А однажды бабушка спросила у Наташи: «А этот юноша – он кто?» Это про меня. Наташа сказала, что мы вместе учимся, что было чистой правдой. На вопрос, чем этот юноша занимается в свободное от учебы время, девушка ответила (тоже честно), что он – то есть я – пишет стихи.
Приподняв (по-смолянски?) одну бровь, бабушка протянула: «Стихи-и-и пишет? Ну что же. Все лучше, чем по подъездам водку пить». Она, конечно же, сказала «по парадным».
Бедная, бедная бабушка. Даже и не смогла она по очаровательной своей старомодности предположить, что сочинение стихов и распивание по подъездам (причем часто и в компании ее же ненаглядной внучки) различных небезалкогольных напитков, включая и пресловутую водку, ни малейшим образом друг другу не противоречат и даже в известном смысле друг друга дополняют.
Почему мне вдруг вспомнилась эта стародавняя бабушка?

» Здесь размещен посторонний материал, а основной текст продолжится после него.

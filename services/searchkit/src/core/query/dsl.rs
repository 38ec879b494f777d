//! Backend-neutral clause tree.
//!
//! Clauses mirror the Elasticsearch query DSL closely enough that
//! rendering them is a direct mapping, while staying plain Rust data
//! that other backends (the embedded Tantivy backend) can walk.
//!
//! Callers of the filtered strategy build a [`BoolQuery`] themselves:
//!
//! ```
//! use searchkit::core::query::{BoolQuery, Clause};
//!
//! let filter = BoolQuery::new()
//!     .must(Clause::term("status", "active"))
//!     .must_not(Clause::term("name", "civic"));
//! assert_eq!(filter.referenced_fields(), vec!["status", "name"]);
//! ```

use once_cell::sync::Lazy;
use regex::Regex;
use serde::{Serialize, Serializer};
use serde_json::{json, Map, Value};

// `name^2.5` inline boost syntax
static BOOSTED_FIELD: Lazy<Regex> =
    Lazy::new(|| Regex::new(r"^(.+)\^([0-9]*\.?[0-9]+)$").expect("valid boost pattern"));

/// How analyzed tokens of a match combine
#[derive(Debug, Clone, Copy, Default, PartialEq, Eq)]
pub enum Operator {
    #[default]
    Or,
    And,
}

impl Operator {
    pub fn as_str(&self) -> &'static str {
        match self {
            Operator::Or => "or",
            Operator::And => "and",
        }
    }
}

/// Scoring/matching mode of a multi-field match
#[derive(Debug, Clone, Copy, PartialEq, Eq)]
pub enum MultiMatchType {
    /// Score is taken from the best matching field
    BestFields,
    /// Scores of all matching fields are summed
    MostFields,
    /// Token order is preserved, within `slop`
    Phrase,
    /// Phrase whose final token is a prefix
    PhrasePrefix,
}

impl MultiMatchType {
    pub fn as_str(&self) -> &'static str {
        match self {
            MultiMatchType::BestFields => "best_fields",
            MultiMatchType::MostFields => "most_fields",
            MultiMatchType::Phrase => "phrase",
            MultiMatchType::PhrasePrefix => "phrase_prefix",
        }
    }
}

/// Edit-distance tolerance for fuzzy matching
#[derive(Debug, Clone, Copy, PartialEq, Eq)]
pub enum Fuzziness {
    /// Distance derived from token length
    Auto,
    /// Fixed maximum edit distance
    Distance(u8),
}

impl Fuzziness {
    /// Maximum edit distance allowed for a token of the given length
    ///
    /// `Auto` allows 0 edits below 3 characters, 1 edit up to 5
    /// characters and 2 beyond that.
    pub fn distance_for(&self, token: &str) -> u8 {
        match self {
            Fuzziness::Distance(d) => *d,
            Fuzziness::Auto => match token.chars().count() {
                0..=2 => 0,
                3..=5 => 1,
                _ => 2,
            },
        }
    }

    fn to_json(self) -> Value {
        match self {
            Fuzziness::Auto => json!("AUTO"),
            Fuzziness::Distance(d) => json!(d.to_string()),
        }
    }
}

/// A target field with an optional relevance boost
#[derive(Debug, Clone, PartialEq)]
pub struct FieldSpec {
    pub name: String,
    pub boost: Option<f32>,
}

impl FieldSpec {
    /// A field without boost
    pub fn new(name: impl Into<String>) -> Self {
        Self {
            name: name.into(),
            boost: None,
        }
    }

    /// A field with an explicit boost
    pub fn boosted(name: impl Into<String>, boost: f32) -> Self {
        Self {
            name: name.into(),
            boost: Some(boost),
        }
    }

    /// Parse `name` or `name^boost`
    pub fn parse(raw: &str) -> Self {
        let raw = raw.trim();
        if let Some(caps) = BOOSTED_FIELD.captures(raw) {
            if let Ok(boost) = caps[2].parse::<f32>() {
                return Self::boosted(&caps[1], boost);
            }
        }
        Self::new(raw)
    }

    /// Render as `name` or `name^boost`
    pub fn render(&self) -> String {
        match self.boost {
            Some(boost) => format!("{}^{}", self.name, boost),
            None => self.name.clone(),
        }
    }

    /// True when this targets every field (`*`)
    pub fn is_wildcard(&self) -> bool {
        self.name == "*"
    }
}

/// Match text against several fields at once
#[derive(Debug, Clone, PartialEq)]
pub struct MultiMatch {
    pub query: String,
    /// Empty means the backend's default field set
    pub fields: Vec<FieldSpec>,
    pub kind: MultiMatchType,
    pub operator: Option<Operator>,
    pub slop: Option<u32>,
    pub max_expansions: Option<u32>,
    pub fuzziness: Option<Fuzziness>,
}

impl MultiMatch {
    pub fn new(query: impl Into<String>, kind: MultiMatchType) -> Self {
        Self {
            query: query.into(),
            fields: Vec::new(),
            kind,
            operator: None,
            slop: None,
            max_expansions: None,
            fuzziness: None,
        }
    }

    pub fn field(mut self, field: FieldSpec) -> Self {
        self.fields.push(field);
        self
    }

    pub fn operator(mut self, operator: Operator) -> Self {
        self.operator = Some(operator);
        self
    }

    pub fn slop(mut self, slop: u32) -> Self {
        self.slop = Some(slop);
        self
    }

    pub fn max_expansions(mut self, max_expansions: u32) -> Self {
        self.max_expansions = Some(max_expansions);
        self
    }

    pub fn fuzziness(mut self, fuzziness: Fuzziness) -> Self {
        self.fuzziness = Some(fuzziness);
        self
    }

    fn to_json(&self) -> Value {
        let mut body = Map::new();
        body.insert("query".to_string(), json!(self.query));
        if !self.fields.is_empty() {
            let fields: Vec<String> = self.fields.iter().map(FieldSpec::render).collect();
            body.insert("fields".to_string(), json!(fields));
        }
        body.insert("type".to_string(), json!(self.kind.as_str()));
        if let Some(operator) = self.operator {
            body.insert("operator".to_string(), json!(operator.as_str()));
        }
        if let Some(slop) = self.slop {
            body.insert("slop".to_string(), json!(slop));
        }
        if let Some(max_expansions) = self.max_expansions {
            body.insert("max_expansions".to_string(), json!(max_expansions));
        }
        if let Some(fuzziness) = self.fuzziness {
            body.insert("fuzziness".to_string(), fuzziness.to_json());
        }
        json!({ "multi_match": body })
    }
}

/// Boolean combination of clauses
///
/// `filter` clauses select documents without contributing to the score.
#[derive(Debug, Clone, Default, PartialEq)]
pub struct BoolQuery {
    pub must: Vec<Clause>,
    pub should: Vec<Clause>,
    pub must_not: Vec<Clause>,
    pub filter: Vec<Clause>,
}

impl BoolQuery {
    pub fn new() -> Self {
        Self::default()
    }

    pub fn must(mut self, clause: Clause) -> Self {
        self.must.push(clause);
        self
    }

    pub fn should(mut self, clause: Clause) -> Self {
        self.should.push(clause);
        self
    }

    pub fn must_not(mut self, clause: Clause) -> Self {
        self.must_not.push(clause);
        self
    }

    pub fn filter(mut self, clause: Clause) -> Self {
        self.filter.push(clause);
        self
    }

    /// True when no clause of any kind is present
    pub fn is_empty(&self) -> bool {
        self.must.is_empty()
            && self.should.is_empty()
            && self.must_not.is_empty()
            && self.filter.is_empty()
    }

    /// Field names referenced anywhere below this node, in order
    pub fn referenced_fields(&self) -> Vec<&str> {
        self.must
            .iter()
            .chain(&self.should)
            .chain(&self.must_not)
            .chain(&self.filter)
            .flat_map(Clause::referenced_fields)
            .collect()
    }

    fn to_json(&self) -> Value {
        let mut body = Map::new();
        for (key, clauses) in [
            ("must", &self.must),
            ("should", &self.should),
            ("must_not", &self.must_not),
            ("filter", &self.filter),
        ] {
            if !clauses.is_empty() {
                let rendered: Vec<Value> = clauses.iter().map(Clause::to_json).collect();
                body.insert(key.to_string(), Value::Array(rendered));
            }
        }
        json!({ "bool": body })
    }
}

/// One node of the clause tree
#[derive(Debug, Clone, PartialEq)]
pub enum Clause {
    MatchAll,
    Match {
        field: String,
        query: String,
        operator: Operator,
    },
    MultiMatch(MultiMatch),
    Term {
        field: String,
        value: String,
    },
    Regexp {
        field: String,
        value: String,
        case_insensitive: bool,
    },
    Wildcard {
        field: String,
        value: String,
        case_insensitive: bool,
    },
    Bool(BoolQuery),
}

impl Clause {
    /// Single-field match with the given operator
    pub fn matches(field: impl Into<String>, query: impl Into<String>, operator: Operator) -> Self {
        Clause::Match {
            field: field.into(),
            query: query.into(),
            operator,
        }
    }

    /// Exact term predicate
    pub fn term(field: impl Into<String>, value: impl Into<String>) -> Self {
        Clause::Term {
            field: field.into(),
            value: value.into(),
        }
    }

    /// Case-insensitive regular expression over indexed terms
    pub fn regexp(field: impl Into<String>, value: impl Into<String>) -> Self {
        Clause::Regexp {
            field: field.into(),
            value: value.into(),
            case_insensitive: true,
        }
    }

    /// Case-insensitive wildcard (`*`, `?`) over indexed terms
    pub fn wildcard(field: impl Into<String>, value: impl Into<String>) -> Self {
        Clause::Wildcard {
            field: field.into(),
            value: value.into(),
            case_insensitive: true,
        }
    }

    /// Field names referenced by this clause, in order
    pub fn referenced_fields(&self) -> Vec<&str> {
        match self {
            Clause::MatchAll => Vec::new(),
            Clause::Match { field, .. }
            | Clause::Term { field, .. }
            | Clause::Regexp { field, .. }
            | Clause::Wildcard { field, .. } => vec![field.as_str()],
            Clause::MultiMatch(mm) => mm.fields.iter().map(|f| f.name.as_str()).collect(),
            Clause::Bool(b) => b.referenced_fields(),
        }
    }

    /// Render as Elasticsearch query DSL
    pub fn to_json(&self) -> Value {
        match self {
            Clause::MatchAll => json!({ "match_all": {} }),
            Clause::Match {
                field,
                query,
                operator,
            } => json!({
                "match": { field.as_str(): { "query": query, "operator": operator.as_str() } }
            }),
            Clause::MultiMatch(mm) => mm.to_json(),
            Clause::Term { field, value } => json!({
                "term": { field.as_str(): { "value": value } }
            }),
            Clause::Regexp {
                field,
                value,
                case_insensitive,
            } => json!({
                "regexp": { field.as_str(): { "value": value, "case_insensitive": case_insensitive } }
            }),
            Clause::Wildcard {
                field,
                value,
                case_insensitive,
            } => json!({
                "wildcard": { field.as_str(): { "value": value, "case_insensitive": case_insensitive } }
            }),
            Clause::Bool(b) => b.to_json(),
        }
    }
}

impl From<BoolQuery> for Clause {
    fn from(b: BoolQuery) -> Self {
        Clause::Bool(b)
    }
}

impl From<MultiMatch> for Clause {
    fn from(mm: MultiMatch) -> Self {
        Clause::MultiMatch(mm)
    }
}

impl Serialize for Clause {
    fn serialize<S: Serializer>(&self, serializer: S) -> std::result::Result<S::Ok, S::Error> {
        self.to_json().serialize(serializer)
    }
}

Не потому ли, что таинственная в своей незавершенности и в то же время самодостаточная формула про поручика, который хочет, и про мадам, которая хохочет, довольно исчерпывающе, как это и свойственно бывает поэзии вообще, описывает некоторые особенности взаимоотношений общества и власти.
И не потому ли, что иногда, а в наши дни все чаще, мы сталкиваемся с проявлениями исторической тупости. Ну хорошо, будем политически корректны – не тупости, невменяемости.
И эти проявления, разумеется, ужасно раздражают. И они, разумеется, сильно подрывают нашу веру в общественный прогресс и во всесилие разума.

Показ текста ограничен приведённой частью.